Overhead view of a flooded neighborhood
Residents of Canarsie, Brooklyn were not physically or financially prepared for the five-to-seven-foot storm surge which inundated the neighborhood during Hurricane Sandy.
Date
Author
Chandler Caserta (MArch I ’25)
Prizes

Clifford Wong Prize in Housing Design

Faculty Advisor
Elizabeth Christoforetti

The scale of New York City’s flood risk has only recently come into focus now that storm systems are becoming more frequent and more powerful. The hundreds of dense residential blocks which surround Jamaica Bay face the brunt of the risk, forcing middle-class homeowners to decide between paying for increasing flood insurance premiums or costly adaptations. This decision is further complicated by the profusion of rowhouse type housing within these blocks, which are often unable to be individually lifted above the base flood elevation.

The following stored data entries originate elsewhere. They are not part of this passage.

//! Frame composition
//!
//! Builds one complete screen update as a single byte buffer: row slices
//! with syntax color runs, the optional line-number gutter, the status bar,
//! and the transient message bar. The whole frame is written to the
//! terminal in one call to avoid flicker. A color escape is emitted only
//! when the tag changes from the previous character.

use crate::core::Document;
use crate::syntax::Tag;

use super::search::MatchOverlay;
use super::viewport::Viewport;

const DEFAULT_BG: u8 = 233;
const DEFAULT_FG: u8 = 246;
const GUTTER_BG: u8 = 232;
const GUTTER_FG: u8 = 240;
const STATUS_BG: u8 = 235;
const STATUS_FG: u8 = 245;
const ERROR_BG: u8 = 131;
const ERROR_FG: u8 = 232;

/// Everything the status bar displays
#[derive(Debug)]
pub struct StatusInfo<'a> {
    /// Mode label, e.g. "EDIT"
    pub mode: &'a str,
    pub filename: Option<&'a str>,
    pub dirty: bool,
    /// Active syntax profile name
    pub profile: Option<&'a str>,
    /// Cursor row (0-based)
    pub line: usize,
    /// Cursor logical column (0-based)
    pub column: usize,
    pub line_count: usize,
}

/// One frame being composed
pub struct Frame<'a> {
    doc: &'a Document,
    view: &'a Viewport,
    overlay: Option<MatchOverlay>,
    gutter: usize,
    buf: Vec<u8>,
}

/// Width of the line-number gutter for a document, including the trailing
/// space; zero when the gutter is disabled or the document is empty.
pub fn gutter_width(doc: &Document, enabled: bool) -> usize {
    if !enabled || doc.line_count() == 0 {
        return 0;
    }
    let mut digits = 0;
    let mut n = doc.line_count();
    while n != 0 {
        n /= 10;
        digits += 1;
    }
    digits + 1
}

impl<'a> Frame<'a> {
    pub fn new(
        doc: &'a Document,
        view: &'a Viewport,
        overlay: Option<MatchOverlay>,
        gutter: usize,
    ) -> Self {
        Self {
            doc,
            view,
            overlay,
            gutter,
            buf: Vec::with_capacity(view.width * view.height * 2),
        }
    }

    /// Compose the full frame. `cy`/`rx` position the terminal cursor;
    /// `message` is the transient message text plus its error flag.
    pub fn compose(
        mut self,
        status: &StatusInfo<'_>,
        message: Option<(&str, bool)>,
        cy: usize,
        rx: usize,
    ) -> Vec<u8> {
        self.push(b"\x1b[?25l");
        self.push(b"\x1b[H");

        self.draw_rows();
        self.draw_status(status);
        self.draw_message(message);

        // place the cursor inside the window, past the gutter
        let row = cy - self.view.y_offset + 1;
        let col = rx + self.gutter - self.view.x_offset + 1;
        self.push_str(&format!("\x1b[{};{}H", row, col));
        self.push(b"\x1b[?25h");

        self.buf
    }

    fn push(&mut self, bytes: &[u8]) {
        self.buf.extend_from_slice(bytes);
    }

    fn push_str(&mut self, s: &str) {
        self.buf.extend_from_slice(s.as_bytes());
    }

    fn set_colors(&mut self, fg: u8, bg: u8) {
        self.push_str(&format!("\x1b[48;5;{}m\x1b[38;5;{}m", bg, fg));
    }

    fn set_default_colors(&mut self) {
        self.set_colors(DEFAULT_FG, DEFAULT_BG);
    }

    fn draw_rows(&mut self) {
        let banner_row = self.view.height / 4;

        for y in 0..self.view.height {
            self.set_default_colors();

            let row = y + self.view.y_offset;
            if row >= self.doc.line_count() {
                if self.doc.line_count() == 0 {
                    self.draw_banner_row(y, banner_row);
                } else {
                    self.push(b"~");
                }
            } else {
                if self.gutter > 0 {
                    self.draw_line_number(row);
                }
                self.draw_content_row(row);
            }

            self.push(b"\x1b[K");
            self.push(b"\r\n");
        }
    }

    /// Filler for rows past the end of an empty document, with a centered
    /// banner a quarter of the way down.
    fn draw_banner_row(&mut self, y: usize, banner_row: usize) {
        let text = match y.checked_sub(banner_row) {
            Some(0) => format!("sumi -- version {}", env!("CARGO_PKG_VERSION")),
            Some(2) => "Ctrl-S save | Ctrl-F find | Ctrl-Q quit".to_string(),
            _ => {
                self.push(b"~");
                return;
            }
        };

        let mut len = text.len();
        if len > self.view.width {
            len = self.view.width;
        }
        let mut padding = (self.view.width - len) / 2;
        if padding > 0 {
            self.push(b"~");
            padding -= 1;
        }
        for _ in 0..padding {
            self.push(b" ");
        }
        self.push(&text.as_bytes()[..len]);
    }

    fn draw_line_number(&mut self, row: usize) {
        self.set_colors(GUTTER_FG, GUTTER_BG);
        let number = format!("{:>width$} ", row + 1, width = self.gutter - 1);
        self.push_str(&number);
        self.set_default_colors();
    }

    fn draw_content_row(&mut self, row: usize) {
        let Some(line) = self.doc.line(row) else {
            return;
        };
        let width = self.view.width.saturating_sub(self.gutter);
        let start = self.view.x_offset.min(line.rendered_len());
        let end = (start + width).min(line.rendered_len());

        let bytes = &line.rendered().as_bytes()[start..end];
        let tags = &line.tags()[start..end];

        let mut current: Option<u8> = None;
        for (i, (&b, &tag)) in bytes.iter().zip(tags.iter()).enumerate() {
            let tag = self.overlay_tag(row, start + i, tag);

            if b.is_ascii_control() {
                // show control bytes inverse-video as @-letters
                let sym = if b <= 26 { b'@' + b } else { b'?' };
                self.push(b"\x1b[7m");
                self.push(&[sym]);
                self.set_default_colors();
                if let Some(color) = current {
                    self.push_str(&format!("\x1b[38;5;{}m", color));
                }
                continue;
            }

            match tag.color() {
                None => {
                    if current.is_some() {
                        self.set_default_colors();
                        current = None;
                    }
                }
                Some(color) => {
                    if current != Some(color) {
                        self.push_str(&format!("\x1b[38;5;{}m", color));
                        current = Some(color);
                    }
                }
            }
            self.push(&[b]);
        }

        self.set_default_colors();
    }

    /// Substitute the match tag where the search overlay covers this cell.
    fn overlay_tag(&self, row: usize, rendered_col: usize, tag: Tag) -> Tag {
        match self.overlay {
            Some(m) if m.row == row && (m.offset..m.offset + m.len).contains(&rendered_col) => {
                Tag::Match
            }
            _ => tag,
        }
    }

    fn draw_status(&mut self, status: &StatusInfo<'_>) {
        self.set_colors(STATUS_FG, STATUS_BG);

        let name = status.filename.unwrap_or("[empty]");
        let name: String = name.chars().take(20).collect();
        let left = format!(
            " {} {}{}",
            status.mode,
            name,
            if status.dirty { "[+]" } else { "" }
        );
        let right = format!(
            "{} | {}/{}:{}",
            status.profile.unwrap_or(""),
            status.line + 1,
            status.line_count,
            status.column
        );

        let mut len = left.len().min(self.view.width);
        self.push(&left.as_bytes()[..len]);
        while len < self.view.width {
            if self.view.width - len == right.len() {
                self.push_str(&right);
                break;
            }
            self.push(b" ");
            len += 1;
        }

        self.set_default_colors();
        self.push(b"\r\n");
    }

    fn draw_message(&mut self, message: Option<(&str, bool)>) {
        self.push(b"\x1b[K");
        let Some((text, is_error)) = message else {
            return;
        };

        if is_error {
            self.set_colors(ERROR_FG, ERROR_BG);
        }
        let len = text.len().min(self.view.width);
        self.push(&text.as_bytes()[..len]);
        self.set_default_colors();
    }
}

Threatened both physically and financially, homeowners will likely be forced to leave their communities and attempt to find housing in the already overburdened New York City housing market. Therefore, this thesis proposes a system of architectural interventions at the scale of a residential block to enable the gradual introduction of elevated housing. To achieve this goal while ensuring the individual agency of existing homeowners, a design code will be created that will phase the introduction of new housing in between remaining structures on the site. This new housing will be linked by an elevated platform which will extend the public realm of the block while freeing the ground plane to return to a more natural and porous state.